# Required action
The answer should be one number only, namely how many lines of the records hold the word "EndpointConfig".

# Excerpted data
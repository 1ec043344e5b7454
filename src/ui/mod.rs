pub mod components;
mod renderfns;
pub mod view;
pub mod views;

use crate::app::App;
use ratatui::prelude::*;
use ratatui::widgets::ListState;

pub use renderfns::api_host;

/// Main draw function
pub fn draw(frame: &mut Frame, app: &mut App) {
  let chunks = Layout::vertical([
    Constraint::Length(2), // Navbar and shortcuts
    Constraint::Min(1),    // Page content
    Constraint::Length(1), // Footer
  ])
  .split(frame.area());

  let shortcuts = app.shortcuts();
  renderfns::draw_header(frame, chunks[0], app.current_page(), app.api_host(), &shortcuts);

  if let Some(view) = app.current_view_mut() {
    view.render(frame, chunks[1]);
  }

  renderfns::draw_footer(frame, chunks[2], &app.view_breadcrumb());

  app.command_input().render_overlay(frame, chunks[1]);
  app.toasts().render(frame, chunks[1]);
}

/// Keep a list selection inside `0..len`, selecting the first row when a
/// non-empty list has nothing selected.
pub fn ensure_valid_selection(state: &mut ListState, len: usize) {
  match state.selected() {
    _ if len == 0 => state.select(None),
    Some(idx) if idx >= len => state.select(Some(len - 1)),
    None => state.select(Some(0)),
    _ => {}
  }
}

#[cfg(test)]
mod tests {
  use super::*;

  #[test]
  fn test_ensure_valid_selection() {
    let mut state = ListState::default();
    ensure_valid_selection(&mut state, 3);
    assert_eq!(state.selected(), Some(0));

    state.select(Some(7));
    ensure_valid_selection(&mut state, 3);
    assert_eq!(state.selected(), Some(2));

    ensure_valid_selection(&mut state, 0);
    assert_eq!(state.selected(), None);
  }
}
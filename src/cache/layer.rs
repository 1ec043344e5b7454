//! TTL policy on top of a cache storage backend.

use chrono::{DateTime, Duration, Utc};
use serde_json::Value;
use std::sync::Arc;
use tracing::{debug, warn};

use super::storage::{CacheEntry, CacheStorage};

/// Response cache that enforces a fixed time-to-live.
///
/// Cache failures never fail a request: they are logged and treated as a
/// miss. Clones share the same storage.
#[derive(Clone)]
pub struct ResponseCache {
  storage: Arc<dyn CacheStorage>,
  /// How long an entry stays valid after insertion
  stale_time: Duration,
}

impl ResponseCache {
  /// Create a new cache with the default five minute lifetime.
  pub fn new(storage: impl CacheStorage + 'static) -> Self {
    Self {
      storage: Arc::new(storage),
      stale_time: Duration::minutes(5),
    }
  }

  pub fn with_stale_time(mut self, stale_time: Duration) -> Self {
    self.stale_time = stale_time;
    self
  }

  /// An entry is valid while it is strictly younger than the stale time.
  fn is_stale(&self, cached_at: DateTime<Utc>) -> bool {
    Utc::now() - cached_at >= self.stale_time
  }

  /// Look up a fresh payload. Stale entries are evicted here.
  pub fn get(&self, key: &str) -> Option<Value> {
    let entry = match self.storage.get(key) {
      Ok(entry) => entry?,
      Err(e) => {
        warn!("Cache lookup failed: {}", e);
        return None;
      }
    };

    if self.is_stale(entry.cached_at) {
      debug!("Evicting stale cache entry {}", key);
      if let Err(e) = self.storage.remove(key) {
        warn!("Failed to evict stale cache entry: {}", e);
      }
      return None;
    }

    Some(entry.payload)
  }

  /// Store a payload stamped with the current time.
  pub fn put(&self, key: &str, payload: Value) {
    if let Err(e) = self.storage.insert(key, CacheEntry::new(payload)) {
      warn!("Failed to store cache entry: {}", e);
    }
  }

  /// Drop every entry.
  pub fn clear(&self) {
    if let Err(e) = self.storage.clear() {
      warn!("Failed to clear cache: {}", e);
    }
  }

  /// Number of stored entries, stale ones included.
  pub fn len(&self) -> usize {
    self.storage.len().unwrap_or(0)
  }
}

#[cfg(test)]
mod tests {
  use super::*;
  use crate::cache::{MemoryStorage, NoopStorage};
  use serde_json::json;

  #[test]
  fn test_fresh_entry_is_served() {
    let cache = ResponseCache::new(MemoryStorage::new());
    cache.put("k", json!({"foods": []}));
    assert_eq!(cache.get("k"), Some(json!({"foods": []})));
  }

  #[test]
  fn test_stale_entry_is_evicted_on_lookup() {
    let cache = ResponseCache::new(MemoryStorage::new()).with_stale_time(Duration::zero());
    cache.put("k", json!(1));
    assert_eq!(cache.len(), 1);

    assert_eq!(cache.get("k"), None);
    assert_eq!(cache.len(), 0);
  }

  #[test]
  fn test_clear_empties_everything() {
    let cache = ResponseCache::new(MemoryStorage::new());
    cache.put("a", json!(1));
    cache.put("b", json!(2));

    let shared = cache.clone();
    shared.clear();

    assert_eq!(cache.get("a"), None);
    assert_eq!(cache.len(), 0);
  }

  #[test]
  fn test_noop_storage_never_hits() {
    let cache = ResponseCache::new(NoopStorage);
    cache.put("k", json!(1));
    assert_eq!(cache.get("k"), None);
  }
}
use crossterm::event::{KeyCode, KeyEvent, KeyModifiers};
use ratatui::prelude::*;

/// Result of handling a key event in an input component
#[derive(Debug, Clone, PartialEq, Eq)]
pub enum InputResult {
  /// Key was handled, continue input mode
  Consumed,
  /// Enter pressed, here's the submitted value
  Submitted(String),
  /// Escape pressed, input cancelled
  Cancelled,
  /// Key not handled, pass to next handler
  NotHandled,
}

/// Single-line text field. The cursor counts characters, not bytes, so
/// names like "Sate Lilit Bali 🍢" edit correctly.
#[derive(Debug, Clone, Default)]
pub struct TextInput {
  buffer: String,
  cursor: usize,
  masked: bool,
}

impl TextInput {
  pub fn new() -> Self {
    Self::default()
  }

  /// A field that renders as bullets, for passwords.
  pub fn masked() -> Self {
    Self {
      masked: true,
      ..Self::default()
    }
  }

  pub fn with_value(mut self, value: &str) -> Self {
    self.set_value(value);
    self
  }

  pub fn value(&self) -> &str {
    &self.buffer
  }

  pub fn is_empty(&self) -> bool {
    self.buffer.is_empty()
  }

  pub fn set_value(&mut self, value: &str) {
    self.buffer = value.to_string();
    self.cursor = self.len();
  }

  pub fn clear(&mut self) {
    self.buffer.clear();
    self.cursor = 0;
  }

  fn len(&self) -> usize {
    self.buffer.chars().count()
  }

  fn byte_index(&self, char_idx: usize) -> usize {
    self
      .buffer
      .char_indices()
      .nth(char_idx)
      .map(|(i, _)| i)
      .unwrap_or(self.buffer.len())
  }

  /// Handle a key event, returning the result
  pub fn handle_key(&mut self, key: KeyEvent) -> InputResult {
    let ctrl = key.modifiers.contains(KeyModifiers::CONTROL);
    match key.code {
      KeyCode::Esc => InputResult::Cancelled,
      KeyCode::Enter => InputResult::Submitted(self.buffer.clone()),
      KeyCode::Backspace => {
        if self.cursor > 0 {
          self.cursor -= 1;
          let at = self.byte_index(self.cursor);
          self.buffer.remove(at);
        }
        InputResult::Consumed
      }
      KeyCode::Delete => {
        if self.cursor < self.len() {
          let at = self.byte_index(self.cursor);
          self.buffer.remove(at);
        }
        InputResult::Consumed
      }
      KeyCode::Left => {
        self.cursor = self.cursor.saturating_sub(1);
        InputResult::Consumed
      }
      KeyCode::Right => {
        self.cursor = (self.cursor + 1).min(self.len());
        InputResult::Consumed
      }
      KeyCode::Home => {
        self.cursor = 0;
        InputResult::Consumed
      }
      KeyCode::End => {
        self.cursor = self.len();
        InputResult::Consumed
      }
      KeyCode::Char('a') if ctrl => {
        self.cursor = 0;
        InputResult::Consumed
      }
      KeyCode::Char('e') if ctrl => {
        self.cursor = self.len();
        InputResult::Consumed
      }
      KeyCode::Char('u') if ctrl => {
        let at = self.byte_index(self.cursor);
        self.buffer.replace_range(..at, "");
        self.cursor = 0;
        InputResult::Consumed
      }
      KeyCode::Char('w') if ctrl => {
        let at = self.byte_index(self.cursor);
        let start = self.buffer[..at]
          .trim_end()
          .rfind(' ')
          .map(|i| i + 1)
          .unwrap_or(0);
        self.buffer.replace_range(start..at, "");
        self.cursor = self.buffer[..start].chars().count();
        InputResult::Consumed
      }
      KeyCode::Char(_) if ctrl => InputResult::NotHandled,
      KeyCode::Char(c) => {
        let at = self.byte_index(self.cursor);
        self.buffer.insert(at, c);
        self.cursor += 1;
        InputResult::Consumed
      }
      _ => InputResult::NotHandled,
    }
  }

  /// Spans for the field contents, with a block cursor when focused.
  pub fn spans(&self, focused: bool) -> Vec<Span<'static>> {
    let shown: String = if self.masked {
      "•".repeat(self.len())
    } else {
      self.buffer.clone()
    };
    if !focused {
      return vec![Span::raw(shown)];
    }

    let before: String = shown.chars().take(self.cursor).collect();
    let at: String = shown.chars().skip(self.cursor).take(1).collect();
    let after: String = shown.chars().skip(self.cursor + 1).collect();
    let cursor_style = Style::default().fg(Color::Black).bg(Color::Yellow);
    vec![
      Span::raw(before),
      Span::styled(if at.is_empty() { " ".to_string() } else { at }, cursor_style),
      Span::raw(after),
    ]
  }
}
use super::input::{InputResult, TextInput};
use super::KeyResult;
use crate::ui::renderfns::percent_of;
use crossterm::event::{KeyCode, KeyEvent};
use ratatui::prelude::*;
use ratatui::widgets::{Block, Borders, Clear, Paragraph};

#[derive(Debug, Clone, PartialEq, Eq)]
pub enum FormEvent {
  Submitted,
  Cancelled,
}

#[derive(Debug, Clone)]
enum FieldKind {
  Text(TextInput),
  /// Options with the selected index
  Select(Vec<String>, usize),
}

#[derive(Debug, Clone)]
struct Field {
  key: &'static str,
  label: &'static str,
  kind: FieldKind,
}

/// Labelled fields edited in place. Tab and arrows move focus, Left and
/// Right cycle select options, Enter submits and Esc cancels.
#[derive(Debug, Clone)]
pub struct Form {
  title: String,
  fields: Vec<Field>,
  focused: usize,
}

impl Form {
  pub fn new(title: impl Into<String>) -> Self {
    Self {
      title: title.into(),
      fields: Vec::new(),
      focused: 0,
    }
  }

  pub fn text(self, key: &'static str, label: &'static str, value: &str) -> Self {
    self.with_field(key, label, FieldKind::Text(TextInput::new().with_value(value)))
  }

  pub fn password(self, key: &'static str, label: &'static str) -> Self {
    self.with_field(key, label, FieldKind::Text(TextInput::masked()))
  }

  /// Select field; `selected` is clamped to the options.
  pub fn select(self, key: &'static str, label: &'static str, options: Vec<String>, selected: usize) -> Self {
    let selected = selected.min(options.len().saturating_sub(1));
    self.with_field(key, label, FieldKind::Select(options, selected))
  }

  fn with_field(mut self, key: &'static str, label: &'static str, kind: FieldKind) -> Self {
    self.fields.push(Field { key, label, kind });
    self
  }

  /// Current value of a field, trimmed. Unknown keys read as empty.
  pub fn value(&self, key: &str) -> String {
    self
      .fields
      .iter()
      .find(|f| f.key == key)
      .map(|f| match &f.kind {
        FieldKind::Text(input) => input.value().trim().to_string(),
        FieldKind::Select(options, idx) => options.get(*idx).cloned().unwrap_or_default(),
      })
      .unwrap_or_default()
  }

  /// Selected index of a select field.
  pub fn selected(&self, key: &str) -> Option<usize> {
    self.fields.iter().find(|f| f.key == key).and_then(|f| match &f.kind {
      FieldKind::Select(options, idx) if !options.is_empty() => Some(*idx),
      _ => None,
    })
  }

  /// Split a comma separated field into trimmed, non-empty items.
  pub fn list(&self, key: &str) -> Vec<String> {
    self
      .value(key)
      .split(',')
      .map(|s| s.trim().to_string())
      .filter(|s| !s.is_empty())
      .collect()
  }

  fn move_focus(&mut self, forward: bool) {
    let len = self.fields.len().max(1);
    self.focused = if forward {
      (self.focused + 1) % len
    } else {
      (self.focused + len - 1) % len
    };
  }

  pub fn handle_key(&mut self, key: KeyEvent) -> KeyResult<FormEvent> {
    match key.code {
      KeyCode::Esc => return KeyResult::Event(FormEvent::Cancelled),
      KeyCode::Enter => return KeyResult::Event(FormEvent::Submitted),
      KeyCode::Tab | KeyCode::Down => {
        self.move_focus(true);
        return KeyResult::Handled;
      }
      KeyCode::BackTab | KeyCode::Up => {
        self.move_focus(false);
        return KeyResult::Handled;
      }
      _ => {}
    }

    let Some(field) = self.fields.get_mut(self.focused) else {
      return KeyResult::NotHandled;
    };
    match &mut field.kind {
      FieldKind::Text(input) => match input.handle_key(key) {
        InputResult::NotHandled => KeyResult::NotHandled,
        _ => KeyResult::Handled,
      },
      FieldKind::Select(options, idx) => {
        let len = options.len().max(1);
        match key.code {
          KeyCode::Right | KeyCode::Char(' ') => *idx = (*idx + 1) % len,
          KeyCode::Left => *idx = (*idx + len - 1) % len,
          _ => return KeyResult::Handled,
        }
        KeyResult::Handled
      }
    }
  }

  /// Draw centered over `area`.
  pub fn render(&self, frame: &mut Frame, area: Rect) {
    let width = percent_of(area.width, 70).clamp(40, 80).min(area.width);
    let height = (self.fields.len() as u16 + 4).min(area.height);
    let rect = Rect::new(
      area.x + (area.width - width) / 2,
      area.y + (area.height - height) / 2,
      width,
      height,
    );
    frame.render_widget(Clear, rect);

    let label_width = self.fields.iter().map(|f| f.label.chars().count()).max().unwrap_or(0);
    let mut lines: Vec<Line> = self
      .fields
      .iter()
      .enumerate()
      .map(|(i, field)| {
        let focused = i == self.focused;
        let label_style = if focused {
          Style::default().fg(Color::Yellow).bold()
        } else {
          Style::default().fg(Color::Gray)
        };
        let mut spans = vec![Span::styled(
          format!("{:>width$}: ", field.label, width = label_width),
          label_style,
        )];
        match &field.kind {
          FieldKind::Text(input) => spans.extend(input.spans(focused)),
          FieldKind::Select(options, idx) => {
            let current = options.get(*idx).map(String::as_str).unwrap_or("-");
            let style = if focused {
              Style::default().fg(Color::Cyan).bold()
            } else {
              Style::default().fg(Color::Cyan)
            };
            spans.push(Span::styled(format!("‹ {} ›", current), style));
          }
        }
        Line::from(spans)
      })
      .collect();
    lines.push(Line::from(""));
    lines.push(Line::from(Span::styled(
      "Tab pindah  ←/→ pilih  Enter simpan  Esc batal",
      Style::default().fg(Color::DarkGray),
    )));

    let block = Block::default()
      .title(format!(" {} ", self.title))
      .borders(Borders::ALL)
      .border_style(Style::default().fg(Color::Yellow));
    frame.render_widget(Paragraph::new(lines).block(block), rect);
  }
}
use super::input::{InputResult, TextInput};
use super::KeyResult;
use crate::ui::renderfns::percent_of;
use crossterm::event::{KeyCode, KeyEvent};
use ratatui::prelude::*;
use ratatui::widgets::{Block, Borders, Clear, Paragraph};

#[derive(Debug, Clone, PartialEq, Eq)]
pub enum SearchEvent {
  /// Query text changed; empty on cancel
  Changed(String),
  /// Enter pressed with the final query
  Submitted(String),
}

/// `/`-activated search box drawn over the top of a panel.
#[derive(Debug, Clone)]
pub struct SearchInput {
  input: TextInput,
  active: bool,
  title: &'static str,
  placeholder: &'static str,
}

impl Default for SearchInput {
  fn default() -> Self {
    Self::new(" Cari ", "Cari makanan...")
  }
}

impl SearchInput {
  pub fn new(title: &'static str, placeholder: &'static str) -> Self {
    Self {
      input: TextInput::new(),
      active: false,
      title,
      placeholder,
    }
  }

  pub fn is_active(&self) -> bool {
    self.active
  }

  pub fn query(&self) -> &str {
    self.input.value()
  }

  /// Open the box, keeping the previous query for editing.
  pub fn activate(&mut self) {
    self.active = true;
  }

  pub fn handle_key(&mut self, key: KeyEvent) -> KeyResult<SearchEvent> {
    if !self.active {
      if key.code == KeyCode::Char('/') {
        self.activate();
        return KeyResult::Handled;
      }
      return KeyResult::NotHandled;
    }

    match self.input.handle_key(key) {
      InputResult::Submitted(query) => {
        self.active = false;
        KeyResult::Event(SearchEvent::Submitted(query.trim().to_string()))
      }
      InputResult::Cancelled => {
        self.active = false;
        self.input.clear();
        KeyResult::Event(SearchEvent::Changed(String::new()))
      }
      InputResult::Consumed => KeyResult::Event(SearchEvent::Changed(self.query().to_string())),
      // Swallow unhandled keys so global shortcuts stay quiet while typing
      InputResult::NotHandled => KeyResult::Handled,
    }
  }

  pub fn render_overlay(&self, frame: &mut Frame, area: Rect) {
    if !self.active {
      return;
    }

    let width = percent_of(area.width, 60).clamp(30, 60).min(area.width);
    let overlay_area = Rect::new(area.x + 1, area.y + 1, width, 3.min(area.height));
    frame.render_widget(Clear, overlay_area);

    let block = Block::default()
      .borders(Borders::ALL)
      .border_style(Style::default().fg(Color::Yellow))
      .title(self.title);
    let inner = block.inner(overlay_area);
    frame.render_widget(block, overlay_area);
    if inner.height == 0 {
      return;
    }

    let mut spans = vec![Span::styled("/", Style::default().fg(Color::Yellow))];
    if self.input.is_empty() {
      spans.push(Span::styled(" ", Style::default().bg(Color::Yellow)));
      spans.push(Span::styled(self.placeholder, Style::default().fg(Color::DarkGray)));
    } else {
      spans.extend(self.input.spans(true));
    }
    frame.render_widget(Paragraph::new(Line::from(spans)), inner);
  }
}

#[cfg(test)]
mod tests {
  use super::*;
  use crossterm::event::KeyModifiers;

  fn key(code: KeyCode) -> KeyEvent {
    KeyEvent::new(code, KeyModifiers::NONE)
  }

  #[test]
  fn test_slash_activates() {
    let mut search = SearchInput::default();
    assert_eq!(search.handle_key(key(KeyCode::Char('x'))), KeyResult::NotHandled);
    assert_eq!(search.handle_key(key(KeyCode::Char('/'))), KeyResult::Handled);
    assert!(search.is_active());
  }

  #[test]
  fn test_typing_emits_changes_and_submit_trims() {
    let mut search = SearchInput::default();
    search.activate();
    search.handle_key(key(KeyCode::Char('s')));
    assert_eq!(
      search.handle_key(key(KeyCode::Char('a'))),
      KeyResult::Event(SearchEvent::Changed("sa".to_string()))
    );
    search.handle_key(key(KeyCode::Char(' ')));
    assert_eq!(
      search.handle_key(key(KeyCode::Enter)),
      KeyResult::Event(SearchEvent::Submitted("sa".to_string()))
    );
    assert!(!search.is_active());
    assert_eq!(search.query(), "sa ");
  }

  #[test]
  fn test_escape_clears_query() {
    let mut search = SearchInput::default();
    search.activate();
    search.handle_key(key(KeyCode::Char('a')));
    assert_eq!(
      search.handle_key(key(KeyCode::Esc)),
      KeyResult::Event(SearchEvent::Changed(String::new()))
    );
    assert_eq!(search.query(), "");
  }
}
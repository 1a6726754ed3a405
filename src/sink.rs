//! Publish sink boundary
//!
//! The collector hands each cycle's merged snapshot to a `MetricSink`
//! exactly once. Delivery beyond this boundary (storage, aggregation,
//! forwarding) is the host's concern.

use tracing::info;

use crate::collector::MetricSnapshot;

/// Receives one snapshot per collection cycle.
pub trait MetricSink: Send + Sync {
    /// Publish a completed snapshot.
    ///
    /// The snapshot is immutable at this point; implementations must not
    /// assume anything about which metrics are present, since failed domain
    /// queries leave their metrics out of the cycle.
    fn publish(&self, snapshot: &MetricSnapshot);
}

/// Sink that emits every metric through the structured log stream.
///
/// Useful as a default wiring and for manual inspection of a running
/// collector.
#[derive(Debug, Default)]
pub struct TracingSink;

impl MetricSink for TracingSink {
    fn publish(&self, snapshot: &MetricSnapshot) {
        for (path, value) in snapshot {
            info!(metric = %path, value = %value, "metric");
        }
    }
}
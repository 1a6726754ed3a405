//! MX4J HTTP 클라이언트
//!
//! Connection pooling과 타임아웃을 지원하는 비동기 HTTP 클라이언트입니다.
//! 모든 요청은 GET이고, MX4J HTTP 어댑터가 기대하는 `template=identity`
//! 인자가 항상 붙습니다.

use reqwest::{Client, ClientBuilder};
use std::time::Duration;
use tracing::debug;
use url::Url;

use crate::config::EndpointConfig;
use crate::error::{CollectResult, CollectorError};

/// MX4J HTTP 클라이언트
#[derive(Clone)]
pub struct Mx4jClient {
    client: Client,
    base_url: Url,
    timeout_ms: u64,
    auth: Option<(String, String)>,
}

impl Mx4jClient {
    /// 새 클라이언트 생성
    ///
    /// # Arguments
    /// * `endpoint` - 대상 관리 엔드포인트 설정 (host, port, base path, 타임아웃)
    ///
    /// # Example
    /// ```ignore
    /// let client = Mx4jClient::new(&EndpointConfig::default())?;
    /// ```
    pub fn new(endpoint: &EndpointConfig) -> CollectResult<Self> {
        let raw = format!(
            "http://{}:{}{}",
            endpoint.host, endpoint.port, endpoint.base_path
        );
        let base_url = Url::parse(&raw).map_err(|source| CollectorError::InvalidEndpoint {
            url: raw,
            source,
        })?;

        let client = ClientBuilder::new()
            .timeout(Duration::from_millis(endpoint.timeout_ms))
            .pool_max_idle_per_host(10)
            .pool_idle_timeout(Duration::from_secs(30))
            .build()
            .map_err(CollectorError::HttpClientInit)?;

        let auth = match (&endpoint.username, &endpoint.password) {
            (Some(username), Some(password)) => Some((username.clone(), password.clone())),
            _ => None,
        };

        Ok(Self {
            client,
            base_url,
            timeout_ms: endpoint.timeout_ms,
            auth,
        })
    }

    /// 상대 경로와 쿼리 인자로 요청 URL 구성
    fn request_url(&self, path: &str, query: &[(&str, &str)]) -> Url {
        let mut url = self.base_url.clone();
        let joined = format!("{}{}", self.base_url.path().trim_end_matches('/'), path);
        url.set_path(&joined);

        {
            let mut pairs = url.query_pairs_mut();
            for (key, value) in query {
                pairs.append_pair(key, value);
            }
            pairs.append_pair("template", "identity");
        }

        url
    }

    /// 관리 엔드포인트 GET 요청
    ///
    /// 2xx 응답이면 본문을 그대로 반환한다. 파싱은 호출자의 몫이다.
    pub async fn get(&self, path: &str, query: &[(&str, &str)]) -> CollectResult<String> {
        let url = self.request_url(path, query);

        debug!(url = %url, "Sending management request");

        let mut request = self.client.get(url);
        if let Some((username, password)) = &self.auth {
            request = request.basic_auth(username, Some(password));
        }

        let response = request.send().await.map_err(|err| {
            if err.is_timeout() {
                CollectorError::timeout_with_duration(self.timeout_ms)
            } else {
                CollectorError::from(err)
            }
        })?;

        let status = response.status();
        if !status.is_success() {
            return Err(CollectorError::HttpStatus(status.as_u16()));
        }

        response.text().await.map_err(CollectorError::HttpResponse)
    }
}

# Answer space
3